The 1932 Florida Gators football team represented the University of Florida during the 1932 college football season. The season was Charlie Bachman's fifth and last as the head coach of the Florida Gators football team. In the Gators' final year as members of the Southern Conference, they finished twentieth of twenty-three teams in the conference standings.

==Before the season==
Coach Bachman expected the Gators to win half of their games. The Florida squad was full of sophomores.

==Schedule==

| Date | Opponent | Site | Result | Attendance | Source |
| October 8 | vs. Sewanee | Fairfield Stadium; Jacksonville, FL; | W 19–0 | 9,000 |  |
| October 15 | The Citadel* | Florida Field; Gainesville, FL; | W 27–7 | 6,500 |  |
| October 22 | vs.
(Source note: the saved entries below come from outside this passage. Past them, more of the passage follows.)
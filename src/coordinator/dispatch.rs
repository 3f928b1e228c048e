//! Generation Coordinator
//!
//! Turns the editable configuration into at most one in-flight request and
//! publishes every state transition on a watch channel.
//!
//! The network call runs on a spawned task. When it completes, the task
//! applies the outcome only if the coordinator still exists and the
//! submission's token is still current; anything else is a stale result and
//! is dropped.

use crate::coordinator::RequestState;
use crate::error::{Result, SceneError};
use crate::model::{GenerationRequest, GeneratorConfig};
use crate::notify::{Notice, NotificationSink};
use crate::service::GenerationService;
use std::fmt;
use std::sync::{Arc, Mutex, MutexGuard, PoisonError, Weak};
use tokio::sync::watch;
use tokio::task::JoinHandle;

/// Identity of one submission
#[derive(Debug, Clone, Copy, PartialEq, Eq, PartialOrd, Ord, Hash, Default)]
pub struct GenerationToken(u64);

impl GenerationToken {
    fn next(self) -> Self {
        GenerationToken(self.0 + 1)
    }
}

impl fmt::Display for GenerationToken {
    fn fmt(&self, f: &mut fmt::Formatter<'_>) -> fmt::Result {
        write!(f, "#{}", self.0)
    }
}

/// Handle to an accepted submission
///
/// Dropping it does not cancel the request; the outcome is still applied
/// to the coordinator.
#[derive(Debug)]
pub struct Submission {
    token: GenerationToken,
    task: JoinHandle<()>,
}

impl Submission {
    pub fn token(&self) -> GenerationToken {
        self.token
    }

    /// Wait until the outcome has been applied (or discarded as stale)
    pub async fn settled(self) {
        if let Err(e) = self.task.await {
            tracing::warn!(token = %self.token, error = %e, "generation task did not complete");
        }
    }
}

struct CoordinatorInner {
    token: GenerationToken,
    state_tx: watch::Sender<RequestState>,
}

impl CoordinatorInner {
    fn state(&self) -> RequestState {
        self.state_tx.borrow().clone()
    }

    fn transition(&self, next: RequestState) {
        tracing::debug!(token = %self.token, state = %next, "request state changed");
        self.state_tx.send_replace(next);
    }
}

/// Owns the request state for one generator
///
/// The service and notification sink are injected; nothing is global.
pub struct GenerationCoordinator {
    service: Arc<dyn GenerationService>,
    notifier: Arc<dyn NotificationSink>,
    inner: Arc<Mutex<CoordinatorInner>>,
}

impl GenerationCoordinator {
    pub fn new(service: Arc<dyn GenerationService>, notifier: Arc<dyn NotificationSink>) -> Self {
        let (state_tx, _rx) = watch::channel(RequestState::Idle);
        Self {
            service,
            notifier,
            inner: Arc::new(Mutex::new(CoordinatorInner {
                token: GenerationToken::default(),
                state_tx,
            })),
        }
    }

    fn lock(&self) -> MutexGuard<'_, CoordinatorInner> {
        self.inner.lock().unwrap_or_else(PoisonError::into_inner)
    }

    // ========================================================================
    // Submission
    // ========================================================================

    /// Validate `config` and dispatch one request
    ///
    /// An empty prompt or a submission while another request is pending is
    /// rejected here, before anything is dispatched, and leaves the state
    /// untouched. On success the state is `Pending` when this returns.
    ///
    /// # Example
    /// ```ignore
    /// let submission = coordinator.submit(&config)?;
    /// submission.settled().await;
    /// assert!(coordinator.state().is_settled());
    /// ```
    pub fn submit(&self, config: &GeneratorConfig) -> Result<Submission> {
        let request = match GenerationRequest::from_config(config) {
            Ok(request) => request,
            Err(e) => return Err(self.reject(e)),
        };
        let runtime = tokio::runtime::Handle::try_current().map_err(|_| SceneError::NoRuntime)?;

        let token = {
            let mut inner = self.lock();
            if inner.state().is_pending() {
                drop(inner);
                return Err(self.reject(SceneError::DuplicateSubmission));
            }
            inner.token = inner.token.next();
            inner.transition(RequestState::Pending);
            inner.token
        };

        tracing::info!(
            token = %token,
            service = self.service.name(),
            prompt = request.prompt(),
            tone = %request.emotional_tone(),
            "dispatching generation request"
        );

        let task = runtime.spawn(Self::run(
            Arc::clone(&self.service),
            Arc::clone(&self.notifier),
            Arc::downgrade(&self.inner),
            token,
            request,
        ));
        Ok(Submission { token, task })
    }

    fn reject(&self, error: SceneError) -> SceneError {
        tracing::debug!(code = error.error_code(), "submission rejected");
        let notice = match &error {
            SceneError::DuplicateSubmission => Notice::warning(error.friendly_message()),
            _ => Notice::error(error.friendly_message()),
        };
        self.notifier.notify(notice);
        error
    }

    async fn run(
        service: Arc<dyn GenerationService>,
        notifier: Arc<dyn NotificationSink>,
        inner: Weak<Mutex<CoordinatorInner>>,
        token: GenerationToken,
        request: GenerationRequest,
    ) {
        let outcome = service.generate(request).await;

        let Some(inner) = inner.upgrade() else {
            tracing::debug!(token = %token, "coordinator gone, discarding result");
            return;
        };
        let notice = {
            let inner = inner.lock().unwrap_or_else(PoisonError::into_inner);
            if inner.token != token {
                tracing::debug!(token = %token, current = %inner.token, "discarding stale result");
                return;
            }

            match outcome {
                Ok(result) => {
                    tracing::info!(token = %token, result = %result.id, "generation succeeded");
                    inner.transition(RequestState::Succeeded(Arc::new(result)));
                    Notice::success("AI animation generated successfully!")
                }
                Err(e) => {
                    tracing::error!(token = %token, code = e.error_code(), error = %e, "generation failed");
                    let notice = Notice::error(e.friendly_message());
                    inner.transition(RequestState::Failed(e.to_string()));
                    notice
                }
            }
        };
        notifier.notify(notice);
    }

    // ========================================================================
    // Observation
    // ========================================================================

    pub fn state(&self) -> RequestState {
        self.lock().state()
    }

    pub fn is_pending(&self) -> bool {
        self.state().is_pending()
    }

    /// Observe state transitions
    pub fn subscribe(&self) -> watch::Receiver<RequestState> {
        self.lock().state_tx.subscribe()
    }

    /// Token of the most recent accepted submission
    pub fn current_token(&self) -> GenerationToken {
        self.lock().token
    }
}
NC State | Plant Field; Tampa, FL; | L 6–17 | 10,072 |  |
| October 29 | at Georgia | Sanford Stadium; Athens, GA (rivalry); | L 12–33 |  |  |
| November 4 | at North Carolina | Kenan Memorial Stadium; Chapel Hill, NC; | L 13–18 | 6,000 |  |
| November 12 | at Auburn | Cramton Bowl; Montgomery, AL (rivalry); | L 6–21 |  |  |
| November 19 | Georgia Tech | Florida Field; Gainesville, FL; | L 0–6 |  |  |
| December 3 | vs. Tennessee | Fairfield Stadium; Jacksonville, FL (rivalry); | L 13–32 |  |  |
| December 17 | UCLA* | Florida Field; Gainesville, FL; | W 12–2 | 10,000 |  |
*Non-conference game; Homecoming;

==Game summaries==
===Sewanee===
The Gators opened the season with their only conference victory, a 19–0 shutout of the struggling Sewanee Tigers. Hub McAnly ran a school record 91 yards for one score.

===The Citadel===

- Source:

In the second week of play, Florida beat The Citadel in the rain 27–7.

| Team | 1 | 2 | 3 | 4 | Total |
|---|---|---|---|---|---|
| The Citadel | 0 | 7 | 0 | 0 | 7 |
| • Florida | 7 | 0 | 14 | 6 | 27 |

===NC State===

- Source:

In Tampa, the Gators lost to the NC State Wolfpack 17–6. An Al Rogero touchdown made the score 7-6, but in the fourth quarter the Wolfpack put the game out of reach.

| Team | 1 | 2 | 3 | 4 | Total |
|---|---|---|---|---|---|
| • NC State | 0 | 7 | 0 | 10 | 17 |
| Florida | 0 | 0 | 6 | 0 | 6 |

===Georgia===
There was little enthusiasm as Florida departed for Athens, battered by injuries and demotions due to rule infractions. Florida lost to the Georgia Bulldogs 12–33.

===North Carolina===
In Chapel Hill, the Gators were defeated by the Tar Heels 13–18. The Tar Heels' Johnny Daniel returned the opening kickoff 95 yards.

===Auburn===
SoCon champion Auburn defeated Florida 21-6. Jimmy Hitchcock was taken out of a game for the first time in his career.

===Georgia Tech===
Florida was the underdog going into the Georgia Tech game, losing 6-0.

===Tennessee===

- Source:

Expected to be the hardest game since the beginning of the season, rival Tennessee beat Florida 13–32. Beattie Feathers scored after the opening kickoff.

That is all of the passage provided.